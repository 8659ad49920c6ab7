//! Per-tick tension and distance integration for a hooked fish.
//!
//! `step` runs the whole update in a fixed order. The individual stages
//! are public so a caller can hold one quantity steady and drive the rest.

use tightline_core::catalog::{Loadout, Species};
use tightline_core::constants::*;
use tightline_core::error::HitError;
use tightline_core::types::HitOutcome;

use crate::bands::{charge_rate, classify, distance_rate};
use crate::pressure::{
    base_pressure, effective_pressure, fight_probability, gear_mitigation, hit_effectiveness,
    toggle_chance,
};

/// Fish and tackle numbers fixed at hook-set.
#[derive(Debug, Clone, Copy, PartialEq)]
pub struct FightProfile {
    pub rod_power: f64,
    pub line_test_lb: f64,
    pub reel_drag_lb: f64,
    pub rod_max_line_lb: f64,
    pub max_distance: f64,
    pub weight_kg: f64,
    pub aggression: f64,
    pub fight_strength: f64,
}

impl FightProfile {
    pub fn new(loadout: &Loadout, species: &Species, weight_kg: f64) -> Self {
        Self {
            rod_power: loadout.rod_power(),
            line_test_lb: loadout.line.test_weight_lb,
            reel_drag_lb: loadout.reel.max_drag_lb,
            rod_max_line_lb: loadout.rod.max_line_weight_lb,
            max_distance: loadout.max_distance(),
            weight_kg,
            aggression: species.aggression,
            fight_strength: species.fight_strength,
        }
    }

    pub fn effective_pressure(&self) -> f64 {
        effective_pressure(
            base_pressure(self.weight_kg, self.aggression, self.fight_strength),
            gear_mitigation(self.rod_power, self.line_test_lb, self.reel_drag_lb),
        )
    }

    /// Heavy fish are harder to pull against.
    pub fn weight_penalty(&self) -> f64 {
        (1.0 - (self.weight_kg / PULL_PENALTY_WEIGHT_KG) * 0.3).max(PULL_PENALTY_FLOOR)
    }

    pub fn pull_power(&self) -> f64 {
        PULL_POWER_BASE * self.rod_power * self.weight_penalty()
    }

    pub fn relax_rate(&self) -> f64 {
        RELAX_RATE_BASE + self.weight_kg * RELAX_RATE_PER_KG
    }

    /// Distance at which the fish is gone.
    pub fn escape_distance(&self) -> f64 {
        self.max_distance * ESCAPE_DISTANCE_FACTOR
    }

    fn load_lb(&self) -> f64 {
        self.weight_kg * KG_TO_LB
    }
}

/// The mutable meters of a fight.
#[derive(Debug, Clone, Copy, PartialEq)]
pub struct FightMeters {
    pub tension: f64,
    pub line_tension: f64,
    pub rod_tension: f64,
    pub distance: f64,
    pub hit_charge: f64,
    pub is_fighting: bool,
    pub is_stunned: bool,
    pub stun_time_left: f64,
    pub high_tension_timer: f64,
    pub slack_timer: f64,
}

impl FightMeters {
    /// Fresh meters: mid-band tension, fish at full range and already fighting.
    pub fn at_hook_set(profile: &FightProfile) -> Self {
        let mut meters = Self {
            tension: TENSION_AT_HOOK_SET,
            line_tension: 0.0,
            rod_tension: 0.0,
            distance: profile.max_distance,
            hit_charge: 0.0,
            is_fighting: true,
            is_stunned: false,
            stun_time_left: 0.0,
            high_tension_timer: 0.0,
            slack_timer: 0.0,
        };
        update_stress_meters(&mut meters, profile, false);
        meters
    }
}

/// Inputs sampled for one step.
#[derive(Debug, Clone, Copy, PartialEq)]
pub struct StepInput {
    pub dt: f64,
    pub pulling: bool,
    /// Uniform draw in `[0, 1)` for the fight toggle. `1.0` never toggles.
    pub toggle_draw: f64,
}

/// How a fight ended, from the physics point of view.
#[derive(Debug, Clone, Copy, PartialEq, Eq)]
pub enum Terminal {
    Landed,
    LineBroken,
    Escaped,
}

/// What happened during one step.
#[derive(Debug, Clone, Copy, Default, PartialEq, Eq)]
pub struct StepReport {
    pub terminal: Option<Terminal>,
    pub toggled: bool,
    pub stun_expired: bool,
}

/// Advance the fight by one step.
pub fn step(meters: &mut FightMeters, profile: &FightProfile, input: &StepInput) -> StepReport {
    let mut report = StepReport {
        stun_expired: tick_stun(meters, input.dt),
        ..Default::default()
    };
    report.toggled = roll_fight_toggle(meters, profile, input);
    update_tension(meters, profile, input.pulling, input.dt);
    update_stress_meters(meters, profile, input.pulling);
    advance_distance(meters, profile, input.dt);
    report.terminal = tick_danger_timers(meters, input.dt).or_else(|| check_distance(meters, profile));
    report
}

/// Count the stun down. Returns true on the step it wears off.
pub fn tick_stun(meters: &mut FightMeters, dt: f64) -> bool {
    if !meters.is_stunned {
        return false;
    }
    meters.stun_time_left -= dt;
    if meters.stun_time_left <= 0.0 {
        meters.is_stunned = false;
        meters.stun_time_left = 0.0;
        return true;
    }
    false
}

/// Possibly flip `is_fighting`. A stunned fish never starts fighting.
pub fn roll_fight_toggle(meters: &mut FightMeters, profile: &FightProfile, input: &StepInput) -> bool {
    if meters.is_stunned {
        return false;
    }
    let probability = fight_probability(
        profile.aggression,
        profile.fight_strength,
        meters.tension,
        input.pulling,
    );
    if input.toggle_draw < toggle_chance(probability, input.dt) {
        meters.is_fighting = !meters.is_fighting;
        return true;
    }
    false
}

pub fn update_tension(meters: &mut FightMeters, profile: &FightProfile, pulling: bool, dt: f64) {
    let fighting = meters.is_fighting && !meters.is_stunned;
    let pressure = profile.effective_pressure();
    let mut delta = 0.0;
    if pulling {
        delta += profile.pull_power() * dt;
        if fighting {
            delta += pressure * (1.0 + profile.aggression / 10.0 * 1.5) * dt;
        }
    } else {
        delta -= profile.relax_rate() * dt;
        if fighting {
            delta += pressure * RELAXED_PRESSURE_SHARE * dt;
        }
    }
    meters.tension = (meters.tension + delta).clamp(0.0, TENSION_MAX);
}

/// Recompute line and rod stress from the current tension.
pub fn update_stress_meters(meters: &mut FightMeters, profile: &FightProfile, pulling: bool) {
    let line_load = profile.load_lb() / profile.line_test_lb;
    let rod_load = profile.load_lb() / profile.rod_max_line_lb;
    let (line, rod) = if pulling {
        (
            meters.tension * 0.4 + line_load * 60.0,
            meters.tension * 0.5 + rod_load * 50.0,
        )
    } else {
        (
            meters.tension * 0.3 + line_load * 30.0,
            meters.tension * 0.2 + rod_load * 20.0,
        )
    };
    meters.line_tension = line.clamp(0.0, TENSION_MAX);
    meters.rod_tension = rod.clamp(0.0, TENSION_MAX);
}

/// Reel in (or lose line) according to the tension band, and build hit charge.
pub fn advance_distance(meters: &mut FightMeters, profile: &FightProfile, dt: f64) {
    let band = classify(meters.tension);
    let mut delta = distance_rate(band, profile.rod_power, profile.fight_strength) * dt;
    meters.hit_charge = (meters.hit_charge + charge_rate(band) * dt).min(HIT_CHARGE_MAX);
    if meters.is_fighting && !meters.is_stunned {
        delta += FIGHT_PULLBACK_RATE * (profile.fight_strength / 5.0) * dt;
    }
    meters.distance = (meters.distance + delta).clamp(0.0, profile.escape_distance());
}

/// Break and slack timers. The break timer is checked first.
pub fn tick_danger_timers(meters: &mut FightMeters, dt: f64) -> Option<Terminal> {
    if meters.tension > TENSION_BREAK {
        meters.high_tension_timer += dt;
        if meters.high_tension_timer > HIGH_TENSION_LIMIT_SECS {
            return Some(Terminal::LineBroken);
        }
    } else {
        meters.high_tension_timer = (meters.high_tension_timer - dt * HIGH_TENSION_DECAY).max(0.0);
    }

    if meters.tension < TENSION_SLACK_LOW {
        meters.slack_timer += dt;
        if meters.slack_timer > SLACK_LIMIT_SECS {
            return Some(Terminal::Escaped);
        }
    } else {
        meters.slack_timer = (meters.slack_timer - dt * SLACK_DECAY).max(0.0);
    }
    None
}

pub fn check_distance(meters: &FightMeters, profile: &FightProfile) -> Option<Terminal> {
    if meters.distance <= CAPTURE_DISTANCE {
        Some(Terminal::Landed)
    } else if meters.distance >= profile.escape_distance() {
        Some(Terminal::Escaped)
    } else {
        None
    }
}

/// Spend a full charge to stun the fish.
pub fn trigger_hit(meters: &mut FightMeters, profile: &FightProfile) -> Result<HitOutcome, HitError> {
    if meters.hit_charge < HIT_CHARGE_MAX {
        return Err(HitError::NotCharged {
            charge: meters.hit_charge,
        });
    }
    let outcome = hit_effectiveness(
        HIT_CHARGE_MAX,
        profile.weight_kg,
        profile.fight_strength,
        profile.rod_power,
    );
    meters.hit_charge = 0.0;
    meters.is_stunned = true;
    meters.is_fighting = false;
    meters.stun_time_left = outcome.stun_secs();
    Ok(outcome)
}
#####
In the listing above, find the line with "#[derive(Debug, Clone, Copy, Default, PartialEq, Eq)]" and the line with "let fighting = meters.is_fighting". Output those two lines and every line between them, exactly as written.

*YOUR RESPONSE*:
#[derive(Debug, Clone, Copy, Default, PartialEq, Eq)]
pub struct StepReport {
    pub terminal: Option<Terminal>,
    pub toggled: bool,
    pub stun_expired: bool,
}

/// Advance the fight by one step.
pub fn step(meters: &mut FightMeters, profile: &FightProfile, input: &StepInput) -> StepReport {
    let mut report = StepReport {
        stun_expired: tick_stun(meters, input.dt),
        ..Default::default()
    };
    report.toggled = roll_fight_toggle(meters, profile, input);
    update_tension(meters, profile, input.pulling, input.dt);
    update_stress_meters(meters, profile, input.pulling);
    advance_distance(meters, profile, input.dt);
    report.terminal = tick_danger_timers(meters, input.dt).or_else(|| check_distance(meters, profile));
    report
}

/// Count the stun down. Returns true on the step it wears off.
pub fn tick_stun(meters: &mut FightMeters, dt: f64) -> bool {
    if !meters.is_stunned {
        return false;
    }
    meters.stun_time_left -= dt;
    if meters.stun_time_left <= 0.0 {
        meters.is_stunned = false;
        meters.stun_time_left = 0.0;
        return true;
    }
    false
}

/// Possibly flip `is_fighting`. A stunned fish never starts fighting.
pub fn roll_fight_toggle(meters: &mut FightMeters, profile: &FightProfile, input: &StepInput) -> bool {
    if meters.is_stunned {
        return false;
    }
    let probability = fight_probability(
        profile.aggression,
        profile.fight_strength,
        meters.tension,
        input.pulling,
    );
    if input.toggle_draw < toggle_chance(probability, input.dt) {
        meters.is_fighting = !meters.is_fighting;
        return true;
    }
    false
}

pub fn update_tension(meters: &mut FightMeters, profile: &FightProfile, pulling: bool, dt: f64) {
    let fighting = meters.is_fighting && !meters.is_stunned;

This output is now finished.